**The data**

//! Stack deployment for Stevedore clusters.
//!
//! A stack is one deployed instance of a bundle: every service the bundle
//! declares becomes one orchestrator service named `stack-service`. This
//! crate owns only the expansion and submission; resolving references to
//! manifests and actually scheduling services are injected at the seams.

pub mod names;
pub mod stack;

pub use stack::{Cluster, CreateServiceRequest, ServiceMode, StackDeployment};

use thiserror::Error;

use stevedore_schema::Bundle;

/// Errors surfaced by cluster operations.
#[derive(Debug, Error)]
pub enum ClusterError {
    #[error("this node is not an active cluster manager")]
    NoManager,

    #[error("a bundle reference is required to deploy a stack")]
    EmptyReference,

    #[error("cannot resolve bundle '{reference}': {reason}")]
    Resolve { reference: String, reason: String },

    #[error("failed to create service '{name}': {reason}")]
    ServiceCreate { name: String, reason: String },
}

/// Role this node currently holds in the cluster.
#[derive(Debug, Clone, Copy, PartialEq, Eq)]
pub enum NodeRole {
    /// Not part of a cluster.
    Inactive,
    /// Cluster member without scheduling authority.
    Worker,
    /// Active manager; the only role that may deploy stacks.
    Manager,
}

/// Resolves a bundle reference to its decoded manifest.
///
/// On an engine node this is backed by the local bundle daemon; tests swap
/// in a fixed table.
pub trait BundleResolver: Send + Sync {
    fn resolve_bundle(&self, reference: &str) -> Result<Bundle, ClusterError>;
}

/// Submits service specs to the cluster orchestrator.
pub trait OrchestratorClient: Send + Sync {
    fn create_service(
        &self,
        request: CreateServiceRequest,
    ) -> Result<stevedore_schema::ServiceId, ClusterError>;
}

#[cfg(test)]
mod tests {
    use super::*;

    #[test]
    fn error_display() {
        assert_eq!(
            ClusterError::NoManager.to_string(),
            "this node is not an active cluster manager"
        );
        let err = ClusterError::ServiceCreate {
            name: "web-frontend".into(),
            reason: "quota exceeded".into(),
        };
        assert_eq!(
            err.to_string(),
            "failed to create service 'web-frontend': quota exceeded"
        );
    }
}
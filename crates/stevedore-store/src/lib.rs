//! Content-addressable bundle storage and name bindings for Stevedore.
//!
//! This crate provides the storage layer: a content-addressable `BundleStore`
//! keyed by the blake3 digest of canonical bundle bytes, a mutable
//! `ReferenceStore` mapping human-readable references to digests, a
//! `StoreLayout` for directory structure management, and `StoreLock` for
//! cross-process exclusion. Writes are atomic via `NamedTempFile` and made
//! durable with a parent-directory fsync.

pub mod bundles;
pub mod layout;
pub mod lock;
pub mod references;

pub use bundles::BundleStore;
pub use layout::{StoreLayout, STORE_FORMAT_VERSION};
pub use lock::StoreLock;
pub use references::ReferenceStore;

use std::path::Path;
use thiserror::Error;

/// Fsync a directory to ensure that a preceding `rename()` is durable.
///
/// On Linux with ext4 `data=ordered` (the default), renames are usually
/// durable without an explicit dir fsync, but POSIX does not guarantee this.
/// Calling `fsync()` on the parent directory makes the rename durable on
/// all filesystems and mount configurations.
pub(crate) fn fsync_dir(dir: &Path) -> Result<(), std::io::Error> {
    let f = std::fs::File::open(dir)?;
    f.sync_all()
}

#[derive(Debug, Error)]
pub enum StoreError {
    #[error("store I/O error: {0}")]
    Io(#[from] std::io::Error),
    #[error("bundle not found: {0}")]
    BundleNotFound(String),
    #[error("reference not found: {0}")]
    ReferenceNotFound(String),
    #[error("prefix '{0}' matches more than one bundle")]
    AmbiguousPrefix(String),
    #[error("reference '{reference}' is already bound to {existing}")]
    Conflict { reference: String, existing: String },
    #[error("cannot bind '{reference}' to {digest}: a digest reference must point at its own digest")]
    InvalidBinding { reference: String, digest: String },
    #[error("store format version mismatch: expected {expected}, found {found}")]
    VersionMismatch { expected: u32, found: u32 },
    #[error("serialization error: {0}")]
    Serialization(#[from] serde_json::Error),
    #[error("invalid bundle: {0}")]
    Schema(#[from] stevedore_schema::SchemaError),
    #[error("lock acquisition failed: {0}")]
    LockFailed(String),
}
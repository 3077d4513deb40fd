//! Registry transport boundary for Stevedore bundle distribution.
//!
//! This crate owns the seam between the daemon and the wire: the
//! `RegistryClient` trait a transport must implement, the progress-event
//! types and bounded-channel plumbing used to stream transfer status to a
//! caller, cooperative cancellation, and an HTTP client implementation.
//! The wire protocol itself is the transport's concern, not the daemon's.

pub mod config;
pub mod http;
pub mod progress;

pub use config::RegistryConfig;
pub use http::HttpRegistryClient;
pub use progress::{
    progress_channel, stream_progress, ChannelSink, ProgressEvent, ProgressSink,
    PROGRESS_CHANNEL_CAPACITY,
};

use std::sync::atomic::{AtomicBool, Ordering};
use std::sync::Arc;
use stevedore_schema::BundleRef;
use thiserror::Error;

/// Protocol version sent as `X-Stevedore-Protocol` header on all HTTP requests.
/// Servers can reject clients with incompatible protocol versions.
pub const PROTOCOL_VERSION: u32 = 1;

#[derive(Debug, Error)]
pub enum RemoteError {
    #[error("remote I/O error: {0}")]
    Io(#[from] std::io::Error),
    #[error("HTTP error: {0}")]
    Http(String),
    #[error("not found: {0}")]
    NotFound(String),
    #[error("remote config error: {0}")]
    Config(String),
    #[error("serialization error: {0}")]
    Serialization(String),
    #[error("transfer cancelled")]
    Cancelled,
}

/// Credentials presented to a registry for one transfer.
#[derive(Debug, Clone, Default)]
pub struct RegistryCredentials {
    pub token: Option<String>,
}

impl RegistryCredentials {
    pub fn anonymous() -> Self {
        Self::default()
    }

    pub fn bearer(token: impl Into<String>) -> Self {
        Self {
            token: Some(token.into()),
        }
    }
}

/// Cooperative cancellation flag shared between a caller and a transfer.
#[derive(Debug, Clone, Default)]
pub struct CancelToken(Arc<AtomicBool>);

impl CancelToken {
    pub fn new() -> Self {
        Self::default()
    }

    pub fn cancel(&self) {
        self.0.store(true, Ordering::SeqCst);
    }

    pub fn is_cancelled(&self) -> bool {
        self.0.load(Ordering::SeqCst)
    }
}

/// Trait for registry transports capable of uploading a bundle.
///
/// Implementations own the wire protocol and retry policy; the daemon owns
/// only the progress-sink wiring and cancellation plumbing around a call.
pub trait RegistryClient: Send + Sync {
    /// Upload canonical bundle bytes under a tagged reference, reporting
    /// progress to `sink` and honouring `cancel` between protocol steps.
    fn push(
        &self,
        cancel: &CancelToken,
        reference: &BundleRef,
        payload: &[u8],
        sink: &dyn ProgressSink,
        creds: &RegistryCredentials,
    ) -> Result<(), RemoteError>;
}
use crate::types::BundleId;
use crate::SchemaError;
use std::fmt;

/// Default tag applied when a reference names a repository without a tag or digest.
pub const DEFAULT_TAG: &str = "latest";

/// A human-readable bundle reference: `name`, `name:tag`, or `name@digest`.
///
/// A digest-form reference is a permanent alias (the digest *is* the content
/// identity), while a tag-form reference is a movable pointer. The two forms
/// are mutually exclusive.
#[derive(Debug, Clone, PartialEq, Eq, PartialOrd, Ord, Hash)]
pub struct BundleRef {
    name: String,
    tag: Option<String>,
    digest: Option<String>,
}

impl BundleRef {
    /// Parse a reference string. Bare digests are not references; use
    /// [`parse_ref_or_id`] when the input may be either.
    pub fn parse(input: &str) -> Result<Self, SchemaError> {
        if input.is_empty() {
            return Err(SchemaError::InvalidReference(input.to_owned()));
        }

        if let Some((name, digest)) = input.split_once('@') {
            if !is_bundle_id(digest) {
                return Err(SchemaError::InvalidDigest(digest.to_owned()));
            }
            validate_name(name)?;
            return Ok(Self {
                name: name.to_owned(),
                tag: None,
                digest: Some(digest.to_owned()),
            });
        }

        // A colon only separates a tag when the remainder carries no '/',
        // so registry host:port prefixes stay part of the name.
        if let Some((name, tag)) = input.rsplit_once(':') {
            if !tag.contains('/') {
                validate_name(name)?;
                validate_tag(tag)?;
                return Ok(Self {
                    name: name.to_owned(),
                    tag: Some(tag.to_owned()),
                    digest: None,
                });
            }
        }

        validate_name(input)?;
        Ok(Self {
            name: input.to_owned(),
            tag: None,
            digest: None,
        })
    }

    pub fn name(&self) -> &str {
        &self.name
    }

    pub fn tag(&self) -> Option<&str> {
        self.tag.as_deref()
    }

    pub fn digest(&self) -> Option<&str> {
        self.digest.as_deref()
    }

    /// True for `name@digest` form.
    pub fn is_canonical(&self) -> bool {
        self.digest.is_some()
    }

    /// True for `name:tag` form.
    pub fn is_tagged(&self) -> bool {
        self.tag.is_some()
    }

    /// Apply [`DEFAULT_TAG`] to a bare name; tagged and digest forms pass
    /// through unchanged.
    #[must_use]
    pub fn with_default_tag(self) -> Self {
        if self.tag.is_none() && self.digest.is_none() {
            Self {
                tag: Some(DEFAULT_TAG.to_owned()),
                ..self
            }
        } else {
            self
        }
    }

    /// Rewrite as a tagged reference to the same repository.
    pub fn with_tag(&self, tag: &str) -> Result<Self, SchemaError> {
        validate_tag(tag)?;
        Ok(Self {
            name: self.name.clone(),
            tag: Some(tag.to_owned()),
            digest: None,
        })
    }

    /// Rewrite as a digest-form reference to the same repository.
    pub fn with_digest(&self, digest: &BundleId) -> Result<Self, SchemaError> {
        if !is_bundle_id(digest.as_str()) {
            return Err(SchemaError::InvalidDigest(digest.to_string()));
        }
        Ok(Self {
            name: self.name.clone(),
            tag: None,
            digest: Some(digest.to_string()),
        })
    }
}

impl fmt::Display for BundleRef {
    fn fmt(&self, f: &mut fmt::Formatter<'_>) -> fmt::Result {
        match (&self.tag, &self.digest) {
            (Some(tag), _) => write!(f, "{}:{tag}", self.name),
            (None, Some(digest)) => write!(f, "{}@{digest}", self.name),
            (None, None) => f.write_str(&self.name),
        }
    }
}

/// Result of interpreting user input that may be a raw content ID or a reference.
#[derive(Debug, Clone, PartialEq, Eq)]
pub enum RefOrId {
    Id(BundleId),
    Ref(BundleRef),
}

/// Interpret `input` as a full content digest when it is syntactically one,
/// otherwise parse it as a reference. A syntactically valid digest never
/// falls through to reference parsing.
pub fn parse_ref_or_id(input: &str) -> Result<RefOrId, SchemaError> {
    if is_bundle_id(input) {
        return Ok(RefOrId::Id(BundleId::new(input)));
    }
    Ok(RefOrId::Ref(BundleRef::parse(input)?))
}

/// A full 64-character lowercase hex blake3 digest.
pub fn is_bundle_id(s: &str) -> bool {
    s.len() == 64 && s.bytes().all(|b| b.is_ascii_hexdigit() && !b.is_ascii_uppercase())
}

fn validate_name(name: &str) -> Result<(), SchemaError> {
    if name.is_empty() || name.len() > 255 {
        return Err(SchemaError::InvalidReference(name.to_owned()));
    }
    let valid = name.bytes().all(|b| {
        b.is_ascii_lowercase() || b.is_ascii_digit() || matches!(b, b'.' | b'_' | b'-' | b'/' | b':')
    });
    if !valid || name.starts_with('/') || name.ends_with('/') {
        return Err(SchemaError::InvalidReference(name.to_owned()));
    }
    Ok(())
}

fn validate_tag(tag: &str) -> Result<(), SchemaError> {
    if tag.is_empty() || tag.len() > 128 {
        return Err(SchemaError::InvalidTag(tag.to_owned()));
    }
    let mut bytes = tag.bytes();
    let first = bytes.next().unwrap_or(b'.');
    if !(first.is_ascii_alphanumeric() || first == b'_') {
        return Err(SchemaError::InvalidTag(tag.to_owned()));
    }
    if !tag
        .bytes()
        .all(|b| b.is_ascii_alphanumeric() || matches!(b, b'.' | b'_' | b'-'))
    {
        return Err(SchemaError::InvalidTag(tag.to_owned()));
    }
    Ok(())
}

**Action item**
For the material above, the answer must be only the number of lines holding the word "Rewrite".

**Response**
2